Writing in the Brock Press, Marshal Hignett described The Hope Slide as "an astounding debut release which is bound to have a tremendous impact on the Canadian electronic scene in the future." The British blog indie-mp3.co.uk noted that the duo's music is "not shoegaze in its classic sense but is more in line with the ambient electrical stuff put out by the likes of M83 and Ulrich Schnauss." SlowdiveMusic Blog called the album "a journey through grandiose soundscapes, overwhelming undertows, and brilliant craftsmanship", declaring it "the dreampop/shoegaze monument of the year."

The Hope Slide's members, Michaela Galloway (vocals, Moog) and John Lucas (guitar, bass, keyboards, beats), were formerly in Hinterland, a band that, through its eight-year, three-album run, consistently made the Canadian college-radio charts, performed all over the country (including on a nationally broadcast television show), and generally built a cult following. Whereas Hinterland was a five-piece rock band; however, the Hope Slide leans more toward the electronic end of things, albeit with all the moody dream-pop atmospherics for which Lucas and Galloway are known.

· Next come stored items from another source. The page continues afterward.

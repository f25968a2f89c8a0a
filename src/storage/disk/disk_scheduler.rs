use std::sync::atomic::{AtomicBool, Ordering};
use std::sync::Arc;
use std::thread::{self, JoinHandle};

use crossbeam_channel::{bounded, Receiver, Sender};

use crate::common::{PageId, Result, StratumError, PAGE_SIZE};

use super::DiskManager;

/// An owned page-sized buffer handed through the request channel.
pub type PageBuf = Box<[u8; PAGE_SIZE]>;

/// A disk I/O request processed by the scheduler's worker thread.
pub enum DiskRequest {
    Read {
        page_id: PageId,
        reply: std::sync::mpsc::Sender<Result<PageBuf>>,
    },
    Write {
        page_id: PageId,
        data: PageBuf,
        reply: std::sync::mpsc::Sender<Result<()>>,
    },
}

/// DiskScheduler owns a background worker thread that serializes disk I/O
/// requests arriving on a bounded channel. The buffer pool talks to it
/// through the synchronous wrappers, which block on the request's reply.
pub struct DiskScheduler {
    /// The disk manager for actual I/O operations
    disk_manager: Arc<DiskManager>,
    /// Channel sender for queuing requests
    request_sender: Sender<DiskRequest>,
    /// Flag to signal shutdown
    shutdown: Arc<AtomicBool>,
    /// Handle to the background worker thread
    worker_handle: Option<JoinHandle<()>>,
}

impl DiskScheduler {
    /// Creates a new DiskScheduler and spawns its worker thread.
    pub fn new(disk_manager: Arc<DiskManager>) -> Self {
        let (sender, receiver) = bounded::<DiskRequest>(128);
        let shutdown = Arc::new(AtomicBool::new(false));

        let dm_clone = Arc::clone(&disk_manager);
        let shutdown_clone = Arc::clone(&shutdown);

        let worker_handle = thread::spawn(move || {
            Self::worker_loop(dm_clone, receiver, shutdown_clone);
        });

        Self {
            disk_manager,
            request_sender: sender,
            shutdown,
            worker_handle: Some(worker_handle),
        }
    }

    /// Queues a disk request for the background worker.
    pub fn schedule(&self, request: DiskRequest) -> Result<()> {
        self.request_sender
            .send(request)
            .map_err(|e| StratumError::DiskScheduler(format!("failed to schedule request: {e}")))
    }

    /// Schedules a read and blocks until the page is in `data`.
    pub fn read_sync(&self, page_id: PageId, data: &mut [u8]) -> Result<()> {
        assert_eq!(data.len(), PAGE_SIZE);

        let (tx, rx) = std::sync::mpsc::channel();
        self.schedule(DiskRequest::Read { page_id, reply: tx })?;

        let buf = rx
            .recv()
            .map_err(|e| StratumError::DiskScheduler(format!("no completion: {e}")))??;
        data.copy_from_slice(&buf[..]);
        Ok(())
    }

    /// Schedules a write and blocks until it is durable.
    pub fn write_sync(&self, page_id: PageId, data: &[u8]) -> Result<()> {
        assert_eq!(data.len(), PAGE_SIZE);

        let mut buf: PageBuf = Box::new([0u8; PAGE_SIZE]);
        buf.copy_from_slice(data);

        let (tx, rx) = std::sync::mpsc::channel();
        self.schedule(DiskRequest::Write {
            page_id,
            data: buf,
            reply: tx,
        })?;

        rx.recv()
            .map_err(|e| StratumError::DiskScheduler(format!("no completion: {e}")))?
    }

    /// Worker thread body: process requests until shutdown is signaled,
    /// then drain whatever is left in the channel.
    fn worker_loop(
        disk_manager: Arc<DiskManager>,
        receiver: Receiver<DiskRequest>,
        shutdown: Arc<AtomicBool>,
    ) {
        loop {
            if shutdown.load(Ordering::Relaxed) {
                while let Ok(request) = receiver.try_recv() {
                    Self::process_request(&disk_manager, request);
                }
                break;
            }

            match receiver.recv_timeout(std::time::Duration::from_millis(100)) {
                Ok(request) => {
                    Self::process_request(&disk_manager, request);
                }
                Err(crossbeam_channel::RecvTimeoutError::Timeout) => {
                    // Re-check the shutdown flag
                }
                Err(crossbeam_channel::RecvTimeoutError::Disconnected) => {
                    break;
                }
            }
        }
    }

    fn process_request(disk_manager: &DiskManager, request: DiskRequest) {
        match request {
            DiskRequest::Read { page_id, reply } => {
                let mut buf: PageBuf = Box::new([0u8; PAGE_SIZE]);
                let result = disk_manager.read_page(page_id, &mut buf[..]).map(|_| buf);
                let _ = reply.send(result);
            }
            DiskRequest::Write {
                page_id,
                data,
                reply,
            } => {
                let _ = reply.send(disk_manager.write_page(page_id, &data[..]));
            }
        }
    }

    /// Returns a reference to the underlying DiskManager.
    pub fn disk_manager(&self) -> &Arc<DiskManager> {
        &self.disk_manager
    }
}

impl Drop for DiskScheduler {
    fn drop(&mut self) {
        self.shutdown.store(true, Ordering::SeqCst);

        if let Some(handle) = self.worker_handle.take() {
            let _ = handle.join();
        }
    }
}

#[cfg(test)]
mod tests {
    use super::*;
    use tempfile::NamedTempFile;

    #[test]
    fn test_disk_scheduler_read_write() {
        let temp_file = NamedTempFile::new().unwrap();
        let dm = Arc::new(DiskManager::new(temp_file.path()).unwrap());
        let scheduler = DiskScheduler::new(dm);

        let page_id = scheduler.disk_manager().allocate_page().unwrap();

        let mut write_data = [0u8; PAGE_SIZE];
        write_data[0] = 42;
        write_data[100] = 255;
        scheduler.write_sync(page_id, &write_data).unwrap();

        let mut read_data = [0u8; PAGE_SIZE];
        scheduler.read_sync(page_id, &mut read_data).unwrap();

        assert_eq!(read_data[0], 42);
        assert_eq!(read_data[100], 255);
    }

    #[test]
    fn test_disk_scheduler_many_requests() {
        let temp_file = NamedTempFile::new().unwrap();
        let dm = Arc::new(DiskManager::new(temp_file.path()).unwrap());
        let scheduler = DiskScheduler::new(dm);

        let page_ids: Vec<_> = (0..8)
            .map(|_| scheduler.disk_manager().allocate_page().unwrap())
            .collect();

        for (i, &pid) in page_ids.iter().enumerate() {
            let data = [i as u8 + 1; PAGE_SIZE];
            scheduler.write_sync(pid, &data).unwrap();
        }

        for (i, &pid) in page_ids.iter().enumerate() {
            let mut data = [0u8; PAGE_SIZE];
            scheduler.read_sync(pid, &mut data).unwrap();
            assert_eq!(data[0], i as u8 + 1);
        }
    }
}
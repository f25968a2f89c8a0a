use std::sync::atomic::{AtomicBool, AtomicU32, Ordering};

use parking_lot::RwLock;

use crate::common::{FrameId, PageId, INVALID_PAGE_ID, PAGE_SIZE};

/// FrameHeader manages a single buffer frame in the buffer pool: the page
/// bytes plus the metadata the pool needs for pin accounting and write-back.
/// All metadata words are atomics; the pool latch orders the transitions
/// that have to be seen together.
pub struct FrameHeader {
    /// The frame ID (index in the buffer pool)
    frame_id: FrameId,
    /// Raw id of the page resident in this frame (INVALID_PAGE_ID if empty)
    page_id: AtomicU32,
    /// Number of outstanding references to this frame
    pin_count: AtomicU32,
    /// Whether the page has been modified since it was read from disk
    is_dirty: AtomicBool,
    /// The page bytes; the RwLock doubles as the per-page latch
    pub(crate) data: RwLock<Box<[u8; PAGE_SIZE]>>,
}

impl FrameHeader {
    pub fn new(frame_id: FrameId) -> Self {
        Self {
            frame_id,
            page_id: AtomicU32::new(INVALID_PAGE_ID.as_u32()),
            pin_count: AtomicU32::new(0),
            is_dirty: AtomicBool::new(false),
            data: RwLock::new(Box::new([0u8; PAGE_SIZE])),
        }
    }

    pub fn frame_id(&self) -> FrameId {
        self.frame_id
    }

    pub fn page_id(&self) -> PageId {
        PageId::new(self.page_id.load(Ordering::Acquire))
    }

    pub fn set_page_id(&self, page_id: PageId) {
        self.page_id.store(page_id.as_u32(), Ordering::Release);
    }

    pub fn pin_count(&self) -> u32 {
        self.pin_count.load(Ordering::Acquire)
    }

    /// Increments the pin count and returns the new value.
    pub fn pin(&self) -> u32 {
        self.pin_count.fetch_add(1, Ordering::AcqRel) + 1
    }

    /// Decrements the pin count and returns the new value.
    /// Returns None if the pin count was already 0.
    pub fn unpin(&self) -> Option<u32> {
        loop {
            let current = self.pin_count.load(Ordering::Acquire);
            if current == 0 {
                return None;
            }
            if self
                .pin_count
                .compare_exchange(current, current - 1, Ordering::AcqRel, Ordering::Relaxed)
                .is_ok()
            {
                return Some(current - 1);
            }
        }
    }

    pub fn is_dirty(&self) -> bool {
        self.is_dirty.load(Ordering::Acquire)
    }

    pub fn set_dirty(&self, dirty: bool) {
        self.is_dirty.store(dirty, Ordering::Release);
    }

    /// Copies data from the given slice into the frame.
    pub fn copy_from(&self, data: &[u8]) {
        assert_eq!(data.len(), PAGE_SIZE);
        self.data.write().copy_from_slice(data);
    }

    /// Copies data from the frame into the given slice.
    pub fn copy_to(&self, data: &mut [u8]) {
        assert_eq!(data.len(), PAGE_SIZE);
        data.copy_from_slice(&**self.data.read());
    }

    /// Resets the frame to its initial state.
    pub fn reset(&self) {
        self.page_id
            .store(INVALID_PAGE_ID.as_u32(), Ordering::Release);
        self.pin_count.store(0, Ordering::Release);
        self.is_dirty.store(false, Ordering::Release);
        self.data.write().fill(0);
    }
}

#[cfg(test)]
mod tests {
    use super::*;

    #[test]
    fn test_frame_header_new() {
        let frame = FrameHeader::new(FrameId::new(0));
        assert_eq!(frame.frame_id(), FrameId::new(0));
        assert_eq!(frame.page_id(), INVALID_PAGE_ID);
        assert_eq!(frame.pin_count(), 0);
        assert!(!frame.is_dirty());
    }

    #[test]
    fn test_frame_header_pin_unpin() {
        let frame = FrameHeader::new(FrameId::new(0));

        assert_eq!(frame.pin(), 1);
        assert_eq!(frame.pin(), 2);
        assert_eq!(frame.pin_count(), 2);

        assert_eq!(frame.unpin(), Some(1));
        assert_eq!(frame.unpin(), Some(0));
        assert_eq!(frame.unpin(), None);
    }

    #[test]
    fn test_frame_header_reset() {
        let frame = FrameHeader::new(FrameId::new(0));

        frame.set_page_id(PageId::new(5));
        frame.pin();
        frame.set_dirty(true);
        let mut data = [1u8; PAGE_SIZE];
        frame.copy_from(&data);

        frame.reset();

        assert_eq!(frame.page_id(), INVALID_PAGE_ID);
        assert_eq!(frame.pin_count(), 0);
        assert!(!frame.is_dirty());

        frame.copy_to(&mut data);
        assert_eq!(data[0], 0);
    }
}
use std::collections::HashMap;
use std::sync::atomic::{AtomicU32, Ordering};
use std::sync::Arc;

use log::debug;
use parking_lot::Mutex;

use crate::common::{Result, TxnId};
use crate::storage::page::TupleMeta;

use super::lock_manager::LockManager;
use super::transaction::{IsolationLevel, Transaction, TransactionState, WriteOp};

/// Hands out transactions, tracks the live ones, and drives commit/abort.
/// Abort replays the transaction's write records in reverse: heap writes
/// flip the tuple deletion flag back, index writes remove or reinsert keys.
pub struct TransactionManager {
    next_txn_id: AtomicU32,
    txn_map: Mutex<HashMap<TxnId, Arc<Transaction>>>,
    lock_manager: Arc<LockManager>,
    default_isolation: IsolationLevel,
}

impl TransactionManager {
    pub fn new(lock_manager: Arc<LockManager>, default_isolation: IsolationLevel) -> Self {
        Self {
            next_txn_id: AtomicU32::new(0),
            txn_map: Mutex::new(HashMap::new()),
            lock_manager,
            default_isolation,
        }
    }

    pub fn lock_manager(&self) -> &Arc<LockManager> {
        &self.lock_manager
    }

    /// Starts a transaction at the manager's default isolation level.
    pub fn begin(&self) -> Arc<Transaction> {
        self.begin_with(self.default_isolation)
    }

    /// Starts a transaction at the given isolation level.
    pub fn begin_with(&self, isolation: IsolationLevel) -> Arc<Transaction> {
        let id = TxnId::new(self.next_txn_id.fetch_add(1, Ordering::SeqCst));
        let txn = Arc::new(Transaction::new(id, isolation));
        self.txn_map.lock().insert(id, Arc::clone(&txn));
        debug!("{id} began ({isolation:?})");
        txn
    }

    pub fn get_transaction(&self, id: TxnId) -> Option<Arc<Transaction>> {
        self.txn_map.lock().get(&id).cloned()
    }

    /// Commits: releases every lock, marks the transaction committed, and
    /// forgets it.
    pub fn commit(&self, txn: &Arc<Transaction>) -> Result<()> {
        self.lock_manager.unlock_all(txn);
        txn.set_state(TransactionState::Committed);
        self.txn_map.lock().remove(&txn.id());
        debug!("{} committed", txn.id());
        Ok(())
    }

    /// Aborts: undoes the transaction's writes newest-first, then releases
    /// its locks.
    pub fn abort(&self, txn: &Arc<Transaction>) -> Result<()> {
        let mut table_writes = txn.take_table_writes();
        while let Some(record) = table_writes.pop() {
            match record.op {
                WriteOp::Insert => {
                    record
                        .heap
                        .set_tuple_meta(record.rid, TupleMeta { is_deleted: true })?;
                }
                WriteOp::Delete => {
                    record
                        .heap
                        .set_tuple_meta(record.rid, TupleMeta { is_deleted: false })?;
                }
            }
        }

        let mut index_writes = txn.take_index_writes();
        while let Some(record) = index_writes.pop() {
            match record.op {
                WriteOp::Insert => {
                    record.index.remove(record.key)?;
                }
                WriteOp::Delete => {
                    record.index.insert(record.key, record.value)?;
                }
            }
        }

        self.lock_manager.unlock_all(txn);
        txn.set_state(TransactionState::Aborted);
        self.txn_map.lock().remove(&txn.id());
        debug!("{} aborted and rolled back", txn.id());
        Ok(())
    }
}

On October 19, 2010, Submerged Records released The Hope Slide Remixed, a free five-song EP, featuring remixes by Vigestol (aka Geoff Nilson, formerly of Way to Go, Einstein), the Ludvico Treatment, Area Man, Sinewave, and Killsaly.

==Members==
- Michaela Galloway: vocals, Moog Little Phatty
- John Lucas: guitar, bass, keyboards, beats

==Discography==
- The Hope Slide (2010)
- The Hope Slide Remixed (five-song EP, 2010)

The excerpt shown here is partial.